Dieux vidéo

Encore une fois, je me suis laissé prendre au jeu, au jeu vidéo bien sûr. 4 heure du matin, décidément pas une heure pour se coucher quand on doit reprendre son travail
à 8 heures après avoir traversé deux banlieues et un périphérique. Mais comment résister ! Je viens tout juste de commencer la nouvelle version en ligne d’un de mes jeux préférés de construction d’empires, et qui tient vraiment ses promesses. Grâce à mon casque 3D immersif à 360°, je rentre intégralement dans un univers virtuel en haute définition et en relief. Un système de caméra et de capteurs, saisit mon image et mes mouvements, me transformant en manette de jeu et projetant mon avatar au cœur de l’action d’un univers persistant, massivement multijoueurs.

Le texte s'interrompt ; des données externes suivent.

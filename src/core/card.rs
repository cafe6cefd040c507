//! Card definitions and live card instances

use crate::core::{CardId, CardName, DefinitionId, PlayerId};
use serde::{Deserialize, Serialize};
use std::fmt;

/// Built-in ultimate move descriptions
///
/// These cover the common shapes of ultimate moves so a card set can be
/// written entirely in JSON. Anything more exotic is registered as a custom
/// hook on the registry instead.
#[derive(Debug, Clone, PartialEq, Eq, Serialize, Deserialize)]
#[serde(tag = "kind", rename_all = "snake_case")]
pub enum UltimateSpec {
    /// Deals `ATK * multiplier_pct / 100` to one opposing card or to the
    /// opposing player when no card is targeted
    Strike { name: String, multiplier_pct: u32 },

    /// Deals a flat amount to one opposing card or the opposing player
    Blast { name: String, amount: u32 },

    /// Deals a flat amount to every opposing field card
    Sweep { name: String, amount: u32 },
}

impl UltimateSpec {
    pub fn name(&self) -> &str {
        match self {
            UltimateSpec::Strike { name, .. }
            | UltimateSpec::Blast { name, .. }
            | UltimateSpec::Sweep { name, .. } => name,
        }
    }
}

/// Immutable card definition, shared by every copy of the card
#[derive(Debug, Clone, PartialEq, Eq, Serialize, Deserialize)]
pub struct CardDefinition {
    pub id: DefinitionId,

    /// Card name (e.g., "Ember Drake")
    pub name: CardName,

    /// Optional variant label distinguishing printings of the same monster
    #[serde(default, skip_serializing_if = "Option::is_none")]
    pub variant: Option<String>,

    /// Base attack
    pub atk: u32,

    /// Base defense; doubles as hit points on the field
    pub def: u32,

    /// Player energy required to place the card
    pub cost: u8,

    #[serde(default, skip_serializing_if = "Option::is_none")]
    pub ultimate: Option<UltimateSpec>,
}

impl CardDefinition {
    pub fn new(id: DefinitionId, name: impl Into<CardName>, atk: u32, def: u32, cost: u8) -> Self {
        CardDefinition {
            id,
            name: name.into(),
            variant: None,
            atk,
            def,
            cost,
            ultimate: None,
        }
    }

    pub fn with_variant(mut self, variant: impl Into<String>) -> Self {
        self.variant = Some(variant.into());
        self
    }

    pub fn with_ultimate(mut self, ultimate: UltimateSpec) -> Self {
        self.ultimate = Some(ultimate);
        self
    }

    /// Name including the variant, e.g. "Ember Drake (Elder)"
    pub fn display_name(&self) -> String {
        match &self.variant {
            Some(variant) => format!("{} ({variant})", self.name),
            None => self.name.to_string(),
        }
    }
}

/// A card's live battle state while it sits on a field
///
/// This is a plain data record; all rules that touch it live in `game/`.
#[derive(Debug, Clone, PartialEq, Eq, Serialize, Deserialize)]
pub struct CardInstance {
    /// Per-match card id, stable from deck to graveyard
    pub id: CardId,

    pub definition: DefinitionId,

    pub owner: PlayerId,

    /// Attack copied from the definition at placement
    pub atk: u32,

    /// Base defense the card resets to at its owner's turn start
    pub base_def: u32,

    /// Current defense; the card is destroyed when this reaches 0
    pub current_def: u32,

    /// Accumulated card energy spent on ultimate moves
    pub card_energy: u32,

    /// Number of turn starts survived on the field
    pub turns_on_field: u32,

    pub is_destroyed: bool,

    /// Has this card attacked or used its ultimate this turn?
    pub has_acted: bool,
}

impl CardInstance {
    /// Fresh instance for a card entering the field
    pub fn from_definition(id: CardId, owner: PlayerId, definition: &CardDefinition) -> Self {
        CardInstance {
            id,
            definition: definition.id,
            owner,
            atk: definition.atk,
            base_def: definition.def,
            current_def: definition.def,
            card_energy: 0,
            turns_on_field: 0,
            is_destroyed: false,
            has_acted: false,
        }
    }

    /// Summoning sickness: a card must survive one turn start before acting
    pub fn is_ready(&self) -> bool {
        self.turns_on_field >= 1
    }

    /// Apply damage to current defense, flooring at 0
    ///
    /// Returns the amount of defense actually removed.
    pub fn take_damage(&mut self, amount: u32) -> u32 {
        let dealt = amount.min(self.current_def);
        self.current_def -= dealt;
        dealt
    }

    pub fn restore_defense(&mut self) {
        if !self.is_destroyed {
            self.current_def = self.base_def;
        }
    }
}

/// What an attack or ultimate is aimed at
#[derive(Debug, Clone, Copy, PartialEq, Eq, Hash, Serialize, Deserialize)]
pub enum Target {
    /// An opposing field card
    Card(CardId),
    /// The opposing player's life points
    Direct,
}

impl fmt::Display for Target {
    fn fmt(&self, f: &mut fmt::Formatter<'_>) -> fmt::Result {
        match self {
            Target::Card(id) => write!(f, "card #{id}"),
            Target::Direct => write!(f, "direct"),
        }
    }
}
//! Drives a match to completion with two agents

use crate::core::PlayerId;
use crate::game::{EndReason, MatchController, MatchResult, PlayerAgent};
use crate::Result;
use serde::{Deserialize, Serialize};

/// Summary of a finished (or abandoned) match
#[derive(Debug, Clone, PartialEq, Eq, Serialize, Deserialize)]
pub struct MatchSummary {
    /// `Pending` only if the action limit stopped the match
    pub result: MatchResult,
    pub end_reason: Option<EndReason>,
    pub turns_played: u32,
    pub actions_applied: usize,
}

impl MatchSummary {
    pub fn winner(&self) -> Option<PlayerId> {
        self.result.winner()
    }
}

pub struct MatchRunner {
    controller: MatchController,
    agents: [Box<dyn PlayerAgent>; 2],
    /// Stop after this many accepted actions
    max_actions: usize,
}

impl MatchRunner {
    pub fn new(controller: MatchController, agent_a: Box<dyn PlayerAgent>, agent_b: Box<dyn PlayerAgent>) -> Self {
        MatchRunner {
            controller,
            agents: [agent_a, agent_b],
            max_actions: 100_000,
        }
    }

    pub fn with_action_limit(mut self, max_actions: usize) -> Self {
        self.max_actions = max_actions;
        self
    }

    /// Run until the match is terminal; a rejected agent action is an error
    pub fn run(&mut self) -> Result<MatchSummary> {
        while !self.controller.is_over() && self.controller.actions_applied() < self.max_actions {
            let seat = self.controller.state().active_player().index();
            let legal = self.controller.legal_actions();
            let action = {
                let view = self.controller.view();
                self.agents[seat].choose_action(&view, &legal)
            };
            self.controller.submit_action(action)?;
        }

        let state = self.controller.state();
        if state.is_over() {
            let view = self.controller.view();
            for agent in self.agents.iter_mut() {
                agent.on_match_end(&view, state.result);
            }
        }

        Ok(MatchSummary {
            result: state.result,
            end_reason: state.end_reason,
            turns_played: state.turn_number(),
            actions_applied: self.controller.actions_applied(),
        })
    }

    pub fn controller(&self) -> &MatchController {
        &self.controller
    }

    pub fn into_controller(self) -> MatchController {
        self.controller
    }
}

« Depuis 2000, date à laquelle ce secteur est passé devant le cinéma, il talonne désormais le secteur de la musique – les jeux vidéo ont commencé leur marche vers l’âge adulte. »

J’ai déambulé dans les rues de Pompéi une grande partie de la nuit avant de comprendre que la clef de l’énigme était enfermée à double tour dans une cassette détenue par Pline le Jeune, l’un de mes meilleurs amis resté à Misène. Le temps de disputer une partie d’échec délicieusement anachronique avec Jules (César bien sûr)
et la nuit était déjà bien entamée. Les jeux vidéo ont su rester ce laboratoire des technologies et des usages innovants, en poussant toujours plus loin le potentiel des équipements et des logiciels. Cependant, même les jeux les plus simples continuent
de se développer – c’est toujours un plaisir de se faire un bon vieux casse-briques – dessinant une industrie de plus en plus complexe. Force est de constater que l’univers du jeu a peu à peu envahi l’ensemble du champ des applications et des supports : les jeux pour tous, partout et tout le temps.
Une civilisation du Jeu semble bien être en train d’approfondir notre civilisation des loisirs apparue au tournant des années 1960. Même si je résiste vaillamment, je pourrais facilement passer chaque moment de ma journée en jouant. Mes terminaux mobiles – smartphone, tablette, eBook – me permettent de jouer dès que j’ai un moment de libre dans les transports ou en faisant la queue. Durant la journée – oui même au travail – les occasions de jouer sont fréquentes : entre un jeu occasionnel (casual game), un de ces multiples jeux en ligne plébiscités par les contacts de mon réseau social préféré, ou plus sérieusement en révisant une nouvelle procédure sur
un serious game récemment acquis par mon employeur. Cette montée en puissance
a donné lieu a une véritable guerre de position entre les consoliers d’hier, les tenants
du couple gagnant « terminaux mobiles-apps » et les nouveaux grands studios de création – dans une filière qui se dématérialise rapidement. Avant les jeux, la musique et la vidéo ont montré le chemin. Terminé les magasins où nous courrions découvrir les nouveautés et les bonnes occasions.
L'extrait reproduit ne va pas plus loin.